Most Insane Sandwich Ever
We here at The Buzz have occasionally been criticized for having too many posts about things that are "not sports." However, most of these posts are:
a) Exceedingly awesome and
b) Could possibly be classified as "sports" if you were willing to take a really, really liberal view of what a sport is.
For example, the vaguely suicidal lunatics at EpicMealTime have made more ridiculous food and recorded themselves eating it. On it's surface, this is not a sport. But, if you're willing to open your mind a little bit, this COULD be considered a sport.
For example, competitive eating is a thing. It may not totally be a sport, but it's at least as much of a sport as as poker, which is on sports television all the time. This may not be an IFOCE-sanctioned event, but saying that a lack of official recognition makes this contest of man versus food any less valid than the Nathan's Hot Dog Eating Contest is like saying your Sunday morning rec league soccer game isn't a sport because it hasn't been personally blessed by Sepp Blatter.
Additionally, it's hard to argue with the fact that eating a Double Kill is an impressive physical achievement, much like running the 100 metres in 9.58 seconds, only much, much dumber.

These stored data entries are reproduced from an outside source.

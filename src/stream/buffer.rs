use super::{element_count, seek_from_parts, Datastream, Rounding, Whence};
use crate::io::ReadRange;
use libc::c_int;
use std::borrow::Cow;
use std::io::{self, Error, ErrorKind, Read, Seek, SeekFrom};

/// Stream over bytes already in memory.
///
/// Seeks clamp into `[0, len]` and never fail. Element reads round a trailing
/// partial element up.
#[derive(Clone, Debug)]
pub struct BufferDatastream<'a> {
    data: Cow<'a, [u8]>,
    position: usize,
}

impl<'a> BufferDatastream<'a> {
    pub fn new<D: Into<Cow<'a, [u8]>>>(data: D) -> Self {
        Self {
            data: data.into(),
            position: 0,
        }
    }

    pub fn as_slice(&self) -> &[u8] {
        &self.data
    }

    pub fn remaining(&self) -> &[u8] {
        self.data.get(self.position..).unwrap_or_default()
    }

    pub fn into_inner(self) -> Cow<'a, [u8]> {
        self.data
    }

    fn clamp(&self, target: i64) -> usize {
        target.clamp(0, self.data.len() as i64) as usize
    }
}

impl BufferDatastream<'static> {
    pub fn from_vec(data: Vec<u8>) -> Self {
        Self::new(data)
    }
}

impl Datastream for BufferDatastream<'_> {
    fn valid(&self) -> bool {
        true
    }

    fn read_elements(&mut self, buf: &mut [u8], size: usize) -> c_int {
        if size == 0 {
            return 0;
        }
        match self.data.read_range(self.position as u64, buf) {
            Ok(n) => {
                self.position += n;
                element_count(n, size, Rounding::Up)
            }
            Err(_) => -1,
        }
    }

    fn seek_whence(&mut self, offset: i64, whence: Whence) -> c_int {
        let len = self.data.len() as i64;
        self.position = match whence {
            Whence::Set => self.clamp(offset),
            Whence::Current => self.clamp((self.position as i64).saturating_add(offset)),
            Whence::End => self.clamp(len.saturating_add(offset)),
        };
        0
    }

    fn tell(&mut self) -> i64 {
        self.position as i64
    }

    fn size(&mut self) -> i64 {
        self.data.len() as i64
    }

    fn get_char(&mut self) -> c_int {
        match self.data.get(self.position) {
            Some(&byte) => {
                self.position += 1;
                c_int::from(byte)
            }
            None => -1,
        }
    }

    fn eof(&mut self) -> bool {
        self.position >= self.data.len()
    }
}

impl Read for BufferDatastream<'_> {
    fn read(&mut self, buf: &mut [u8]) -> io::Result<usize> {
        let n = self.data.read_range(self.position as u64, buf)?;
        self.position += n;
        Ok(n)
    }
}

impl Seek for BufferDatastream<'_> {
    /// Unlike `seek_whence`, a seek before the start is an error here.
    fn seek(&mut self, pos: SeekFrom) -> io::Result<u64> {
        let (offset, whence) = seek_from_parts(pos);
        let origin = match whence {
            Whence::Set => 0,
            Whence::Current => self.position as i64,
            Whence::End => self.data.len() as i64,
        };
        match origin.checked_add(offset) {
            Some(target) if target >= 0 => {
                self.position = self.clamp(target);
                Ok(self.position as u64)
            }
            _ => Err(Error::new(
                ErrorKind::InvalidInput,
                format!("Invalid seek to {pos:?}"),
            )),
        }
    }
}

#[cfg(test)]
mod tests {
    use super::*;

    #[test]
    fn partial_elements_round_up() {
        let mut stream = BufferDatastream::new(&b"0123456789"[..]);
        let mut buf = [0u8; 8];
        assert_eq!(stream.read_elements(&mut buf, 4), 2);
        assert_eq!(stream.read_elements(&mut buf, 4), 1);
        assert_eq!(&buf[..2], b"89");
        assert_eq!(stream.read_elements(&mut buf, 4), 0);
        assert!(stream.eof());
    }

    #[test]
    fn seeks_clamp() {
        let mut stream = BufferDatastream::from_vec(b"abcdef".to_vec());
        assert_eq!(stream.seek_whence(-4, Whence::Set), 0);
        assert_eq!(stream.tell(), 0);
        assert_eq!(stream.seek_whence(100, Whence::Set), 0);
        assert_eq!(stream.tell(), 6);
        assert_eq!(stream.seek_whence(3, Whence::End), 0);
        assert_eq!(stream.tell(), 6);
        assert_eq!(stream.seek_whence(-10, Whence::End), 0);
        assert_eq!(stream.tell(), 0);
        assert_eq!(stream.seek_whence(2, Whence::Current), 0);
        assert_eq!(stream.get_char(), c_int::from(b'c'));
        assert_eq!(stream.seek_whence(-9, Whence::Current), 0);
        assert_eq!(stream.tell(), 0);
    }

    #[test]
    fn gets_splits_lines() {
        let mut stream = BufferDatastream::new(&b"one\ntwo"[..]);
        let mut line = [0xFFu8; 8];
        assert_eq!(stream.gets(&mut line), Some(4));
        assert_eq!(&line[..5], b"one\n\0");
        assert_eq!(stream.gets(&mut line), Some(3));
        assert_eq!(&line[..4], b"two\0");
        assert_eq!(stream.gets(&mut line), None);
    }

    #[test]
    fn gets_truncates_to_buffer() {
        let mut stream = BufferDatastream::new(&b"abcdefgh\n"[..]);
        let mut line = [0u8; 4];
        assert_eq!(stream.gets(&mut line), Some(3));
        assert_eq!(&line, b"abc\0");
        assert_eq!(stream.tell(), 3);
    }

    #[test]
    fn scanf_floats() {
        let mut stream = BufferDatastream::new(&b"\t1.5 -2e1\n"[..]);
        assert_eq!(
            stream.scanf_one(crate::stream::ScanFormat::Float),
            Some(crate::stream::ScanValue::Float(1.5))
        );
        assert_eq!(
            stream.scanf_one(crate::stream::ScanFormat::Float),
            Some(crate::stream::ScanValue::Float(-20.0))
        );
        assert_eq!(stream.scanf_one(crate::stream::ScanFormat::Float), None);
    }

    #[test]
    fn io_seek_rejects_negative() {
        let mut stream = BufferDatastream::new(&b"abc"[..]);
        assert!(stream.seek(SeekFrom::Current(-1)).is_err());
        assert_eq!(stream.seek(SeekFrom::End(-1)).unwrap(), 2);
        let mut rest = Vec::new();
        stream.read_to_end(&mut rest).unwrap();
        assert_eq!(rest, b"c");
    }
}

What's a Double Kill? A Double Kill is the KFC Double Down taken to it's logical extreme. Where the Double Down is bacon, cheese and some sort of sauce sandwiched between two pieces of fried chicken, the Double Kill is two pieced of fried chicken bookending a tower of beef patties, bacon, cheese, bread, macaroni and cheese, onion rings and more chicken. It may be the worst idea in the history of man. It is also very impressive.